Hubble had to spend many bitterly cold nights sitting at the powerful 100″ Hooker telescope on Mt. Wilson. In October 1923, he spotted what he first thought was a nova star flaring up dramatically in the M31 “nebula” in the constellation of Andromeda. After careful examination of photographic plates of the same area taken previously by other astronomers, he realized that it was a Cepheid star. Hubble measured the distance to the new Cepheid. He could then place M31 a million light-years away – far outside the Milky Way and thus itself a galaxy containing millions of stars. The known Universe had expanded dramatically that day and – in a sense – the Cosmos itself had been discovered! Even The New York Times of the day realised the importance of the discovery: “Finds spiral nebulae are stellar systems. Doctor Hubbel [sic] confirms view that they are ‘island universes’ similar to our own.”

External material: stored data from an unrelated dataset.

//! Telemetry module for Grantry
//!
//! Prometheus counters for grant/token issuance, protocol rejections and HTTP
//! traffic. Metrics live in a crate-owned registry rendered by `/metrics`.

use crate::{GrantryError, Result};
use once_cell::sync::{Lazy, OnceCell};
use prometheus::{CounterVec, Encoder, IntCounter, Opts, Registry, TextEncoder};

static REGISTRY: Lazy<Registry> = Lazy::new(Registry::new);

struct Metrics {
    grants_issued: IntCounter,
    tokens_issued: CounterVec,
    oauth_errors: CounterVec,
    http_requests: CounterVec,
}

static METRICS: OnceCell<Metrics> = OnceCell::new();

fn build_metrics() -> prometheus::Result<Metrics> {
    let grants_issued = IntCounter::new(
        "grantry_grants_issued_total",
        "Total number of authorization codes issued",
    )?;
    let tokens_issued = CounterVec::new(
        Opts::new(
            "grantry_tokens_issued_total",
            "Total number of access tokens issued",
        ),
        &["grant_type"],
    )?;
    let oauth_errors = CounterVec::new(
        Opts::new(
            "grantry_oauth_errors_total",
            "Total number of rejected protocol requests",
        ),
        &["error"],
    )?;
    let http_requests = CounterVec::new(
        Opts::new(
            "grantry_http_requests_total",
            "Total number of HTTP requests received",
        ),
        &["handler", "method", "code"],
    )?;

    REGISTRY.register(Box::new(grants_issued.clone()))?;
    REGISTRY.register(Box::new(tokens_issued.clone()))?;
    REGISTRY.register(Box::new(oauth_errors.clone()))?;
    REGISTRY.register(Box::new(http_requests.clone()))?;

    Ok(Metrics {
        grants_issued,
        tokens_issued,
        oauth_errors,
        http_requests,
    })
}

fn metrics() -> Option<&'static Metrics> {
    match METRICS.get_or_try_init(build_metrics) {
        Ok(m) => Some(m),
        Err(e) => {
            tracing::warn!("Failed to register metrics: {}", e);
            None
        }
    }
}

/// Register all metrics up front so `/metrics` lists them before first use
pub fn init() -> Result<()> {
    METRICS
        .get_or_try_init(build_metrics)
        .map_err(|e| GrantryError::config(format!("Failed to register metrics: {}", e)))?;
    Ok(())
}

/// Record an issued authorization code
pub fn record_grant_issued() {
    if let Some(m) = metrics() {
        m.grants_issued.inc();
    }
}

/// Record an issued access token
pub fn record_token_issued(grant_type: &str) {
    if let Some(m) = metrics() {
        m.tokens_issued.with_label_values(&[grant_type]).inc();
    }
}

/// Record a protocol rejection by its wire code
pub fn record_oauth_error(code: &str) {
    if let Some(m) = metrics() {
        m.oauth_errors.with_label_values(&[code]).inc();
    }
}

/// Record HTTP request metric
pub fn record_http_request(handler: &str, method: &str, status_code: u16) {
    if let Some(m) = metrics() {
        let code = status_code.to_string();
        m.http_requests
            .with_label_values(&[handler, method, code.as_str()])
            .inc();
    }
}

/// Get Prometheus metrics in text format
pub fn get_metrics() -> Result<String> {
    let encoder = TextEncoder::new();
    let metric_families = REGISTRY.gather();

    let mut buffer = Vec::new();
    encoder
        .encode(&metric_families, &mut buffer)
        .map_err(|e| GrantryError::config(format!("Failed to encode metrics: {}", e)))?;

    String::from_utf8(buffer)
        .map_err(|e| GrantryError::config(format!("Failed to convert metrics to UTF-8: {}", e)))
}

This discovery was of great importance to the astronomical world, but Hubble’s greatest moment was yet to come. He began to classify all the known nebulae and to measure their velocities from the spectra of their emitted light. In 1929 he made another startling find – all galaxies seemed to be receding from us with velocities that increased in proportion to their distance from us – a relationship now known as Hubble’s Law.
Below are spectra for five nebulae at increasing distance from Earth. A pair of absorption lines, H + K from ionized Calcium, are indicated in each spectrum redshifted to the right. Resulting calculations of the recessional velocity of each are shown below each spectrum.
Hubble’s 1929 paper produced the following graph of distance versus speed of recession for the small number of nebulae he was able to measure. It suggested a linear direct proportion between distance and speed. Speed is on the vertical axis. Farther objects are moving faster away from us.
Additional work by Hubble with Milton Humason was published in 1931 and resulted in this next graph of data greatly expanding the range of distance. The 1929 data noted above fits into the small box at the lower left of this graph for comparison.
Finally, this more modern Hubble plot shows distances to nearly 700 Mega-parsecs using measurements of Supernovae brightness. They are intrinsically much brighter than Cepheids and can be seen at greater distances. Supernovae were the subject of the third post in this series. Notice the tiny red rectangle in the lower left of this graph. That red rectangle shows the range of distances and velocities measured by Hubble and Humason. It is very clear what the work by Hubble shows. Farther objects are moving faster away from us and in a mathematically predictable way.
The slope of the graph is known as the Hubble Constant of proportionality Ho and expresses the ratio between the velocity and the distance.
By observing the amount of redshift (∆λ), the velocity can be calculated.
By knowing the velocity, the distance to the object can be calculated.
The universe is huge. The universe is expanding.
What Can the Hubble Constant Tell Us About the Past?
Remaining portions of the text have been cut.